You may request access to your personal data and obtain information about how it is processed.

10.2 Right to Correction

You may request correction of inaccurate or incomplete personal data.

10.3 Right to Erasure (Right to be Forgotten)

You may request deletion of your personal data, subject to:

  • Legal and regulatory retention requirements
  • Ongoing contractual obligations

To request deletion, email us at: hello@quantaroute.com

We will respond within 30 days and provide at least 48 hours' notice before erasure.

10.4 Right to Data Portability

You may request a copy of your personal data in a structured, commonly used, and machine-readable format.

10.5 Right to Withdraw Consent

You may withdraw your consent at any time by:

  • Updating your account settings
  • Opting out of marketing emails (unsubscribe link)
  • Contacting us at hello@quantaroute.com

Withdrawal of consent does not affect the lawfulness of processing prior to withdrawal.

10.6 Right to Grievance Redressal

You may file a complaint regarding data processing practices by contacting us at hello@quantaroute.com. We will acknowledge and respond within 30 days.

If unsatisfied with our response, you may escalate to the Data Protection Board of India (DPBI).

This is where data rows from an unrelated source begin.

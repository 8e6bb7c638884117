use thiserror::Error;

#[derive(Debug, Error)]
pub enum PatternError {
    #[error("thread catalog cannot be empty")]
    EmptyCatalog,

    #[error("thread catalog has {0} entries, more than the supported 65535")]
    CatalogTooLarge(usize),

    #[error("grid dimensions cannot be zero")]
    ZeroDimension,

    #[error("pixel buffer length {len} does not match dimensions {width}x{height}")]
    DimensionMismatch {
        len: usize,
        width: usize,
        height: usize,
    },

    #[error("max_colors must be between 1 and 30, got {0}")]
    InvalidMaxColors(u32),
}
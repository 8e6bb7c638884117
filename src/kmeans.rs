extern crate alloc;
use alloc::vec;
use alloc::vec::Vec;

use rand::{Rng, SeedableRng as _};
use rand_xoshiro::Xoroshiro128PlusPlus;

use crate::matcher::distance_sq;

/// Sample budget for clustering: a stride through the image targets roughly
/// this many points regardless of resolution.
const SAMPLE_TARGET: usize = 2000;

/// Pixels at or below this alpha are treated as fully transparent and
/// excluded from clustering.
const OPACITY_THRESHOLD: u8 = 128;

/// Cluster a deterministic sample of the opaque pixels into at most `k`
/// dominant colors, seeding the orphan-reseed RNG from `seed`.
///
/// Seeding is fully deterministic (black, then white, then farthest-point
/// selection), so repeated runs over the same input agree except when a
/// cluster loses all its samples and is re-seeded randomly. An
/// all-transparent buffer yields an empty result; that is a valid terminal
/// state, not an error.
pub fn quantize(
    pixels: &[rgb::RGBA<u8>],
    k: usize,
    max_iterations: usize,
    seed: u64,
) -> Vec<rgb::RGB<u8>> {
    let mut rng = Xoroshiro128PlusPlus::seed_from_u64(seed);
    quantize_with_rng(pixels, k, max_iterations, &mut rng)
}

/// [`quantize`] with a caller-supplied RNG. Only the re-seeding of orphaned
/// clusters draws from it.
pub fn quantize_with_rng<R: Rng + ?Sized>(
    pixels: &[rgb::RGBA<u8>],
    k: usize,
    max_iterations: usize,
    rng: &mut R,
) -> Vec<rgb::RGB<u8>> {
    let samples = collect_samples(pixels);
    if samples.is_empty() || k == 0 {
        return Vec::new();
    }

    let mut centroids = seed_centroids(&samples, k);

    for _ in 0..max_iterations {
        let mut sums = vec![[0u64; 3]; centroids.len()];
        let mut counts = vec![0u64; centroids.len()];

        for s in &samples {
            let mut slot = 0;
            let mut best = u32::MAX;
            for (i, c) in centroids.iter().enumerate() {
                let d = distance_sq(*s, *c);
                if d < best {
                    best = d;
                    slot = i;
                }
            }
            sums[slot][0] += u64::from(s.r);
            sums[slot][1] += u64::from(s.g);
            sums[slot][2] += u64::from(s.b);
            counts[slot] += 1;
        }

        let mut changed = false;
        for (i, centroid) in centroids.iter_mut().enumerate() {
            if counts[i] == 0 {
                // Orphaned cluster: re-seed from a random sample. The one
                // non-deterministic step. Always counts as a change so the
                // next iteration re-assigns against the new position.
                *centroid = samples[rng.random_range(0..samples.len())];
                changed = true;
            } else {
                let mean = rgb::RGB {
                    r: rounded_mean(sums[i][0], counts[i]),
                    g: rounded_mean(sums[i][1], counts[i]),
                    b: rounded_mean(sums[i][2], counts[i]),
                };
                if *centroid != mean {
                    *centroid = mean;
                    changed = true;
                }
            }
        }

        if !changed {
            break;
        }
    }

    centroids
}

/// Deterministic stride sample of the opaque pixels.
fn collect_samples(pixels: &[rgb::RGBA<u8>]) -> Vec<rgb::RGB<u8>> {
    let step = (pixels.len() / SAMPLE_TARGET).max(1);
    pixels
        .iter()
        .step_by(step)
        .filter(|p| p.a > OPACITY_THRESHOLD)
        .map(|p| rgb::RGB {
            r: p.r,
            g: p.g,
            b: p.b,
        })
        .collect()
}

/// Farthest-point seeding with structural anchors: black first, white
/// second, then repeatedly the sample farthest from everything chosen so
/// far. No randomness, so seeding is reproducible.
fn seed_centroids(samples: &[rgb::RGB<u8>], k: usize) -> Vec<rgb::RGB<u8>> {
    let mut centroids = Vec::with_capacity(k);
    centroids.push(rgb::RGB { r: 0, g: 0, b: 0 });
    if k >= 2 {
        centroids.push(rgb::RGB {
            r: 255,
            g: 255,
            b: 255,
        });
    }

    while centroids.len() < k {
        let mut farthest = samples[0];
        let mut farthest_dist = 0u32;
        for s in samples {
            let nearest = centroids
                .iter()
                .map(|c| distance_sq(*s, *c))
                .min()
                .unwrap_or(u32::MAX);
            // Strict > keeps the earliest sample on ties.
            if nearest > farthest_dist {
                farthest_dist = nearest;
                farthest = *s;
            }
        }
        centroids.push(farthest);
    }

    centroids
}

fn rounded_mean(sum: u64, count: u64) -> u8 {
    ((sum as f64 / count as f64).round()) as u8
}
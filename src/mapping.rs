extern crate alloc;
use alloc::collections::BTreeMap;
use alloc::string::String;
use alloc::vec::Vec;

/// A many-to-one collapse from source catalog ids to target ids.
///
/// Ids absent from the mapping are kept as-is (identity). The mapping is a
/// forest of depth one: no id maps to itself, and every target is itself
/// unmapped. Manual merges supplied by a caller and computed reductions share
/// this one type; composition is sequential application, not data merging.
#[derive(Debug, Clone, Default, PartialEq, Eq)]
pub struct CollapseMapping {
    map: BTreeMap<String, String>,
}

impl CollapseMapping {
    pub fn new() -> Self {
        Self::default()
    }

    /// Record that `source` collapses onto `target`.
    ///
    /// Two fix-ups keep the forest invariant under chained merges: the target
    /// is compressed through any existing entry (merging A onto B after B was
    /// merged onto C lands A on C), and entries already pointing at `source`
    /// are re-targeted. A merge that resolves to itself is dropped.
    pub fn insert(&mut self, source: impl Into<String>, target: impl Into<String>) {
        let source = source.into();
        let mut target = target.into();

        if let Some(root) = self.map.get(&target) {
            target = root.clone();
        }
        if source == target {
            return;
        }

        let stale: Vec<String> = self
            .map
            .iter()
            .filter(|(_, to)| **to == source)
            .map(|(from, _)| from.clone())
            .collect();
        for from in stale {
            if from == target {
                self.map.remove(&from);
            } else {
                self.map.insert(from, target.clone());
            }
        }

        self.map.insert(source, target);
    }

    /// The target for `source`, if it is mapped.
    pub fn get(&self, source: &str) -> Option<&str> {
        self.map.get(source).map(String::as_str)
    }

    /// The final id for `source`: its target, or `source` itself if unmapped.
    pub fn resolve<'a>(&'a self, source: &'a str) -> &'a str {
        self.get(source).unwrap_or(source)
    }

    pub fn len(&self) -> usize {
        self.map.len()
    }

    pub fn is_empty(&self) -> bool {
        self.map.is_empty()
    }

    pub fn iter(&self) -> impl Iterator<Item = (&str, &str)> + '_ {
        self.map.iter().map(|(k, v)| (k.as_str(), v.as_str()))
    }
}

impl FromIterator<(String, String)> for CollapseMapping {
    fn from_iter<I: IntoIterator<Item = (String, String)>>(iter: I) -> Self {
        let mut mapping = Self::new();
        for (source, target) in iter {
            mapping.insert(source, target);
        }
        mapping
    }
}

11. Data Security Measures

QuantaRoute implements reasonable technical and organizational security safeguards to protect your personal data:

11.1 Technical Measures

  • Encryption: Data encrypted in transit (TLS/SSL) and at rest (AES-256)
  • Access Controls: Role-based access and multi-factor authentication (MFA)
  • Secure APIs: API keys, rate limiting, and authentication mechanisms
  • Regular Security Audits: Vulnerability assessments and penetration testing
  • Firewalls and Intrusion Detection: Network-level protection

11.2 Organizational Measures

  • Data Protection Policies: Internal policies and procedures for data handling
  • Employee Training: Regular training on data privacy and security
  • Incident Response Plan: Procedures for detecting and responding to data breaches
  • Vendor Management: Due diligence and contractual safeguards with service providers

11.3 Data Breach Notification

In the event of a personal data breach, we will:

  • Notify the Data Protection Board of India without undue delay
  • Notify affected Data Principals within a reasonable timeframe (as per DPDP Act requirements)
  • Provide information about the nature of the breach and remedial actions

12. Children's Data

QuantaRoute's Services are not intended for children under 18 years of age.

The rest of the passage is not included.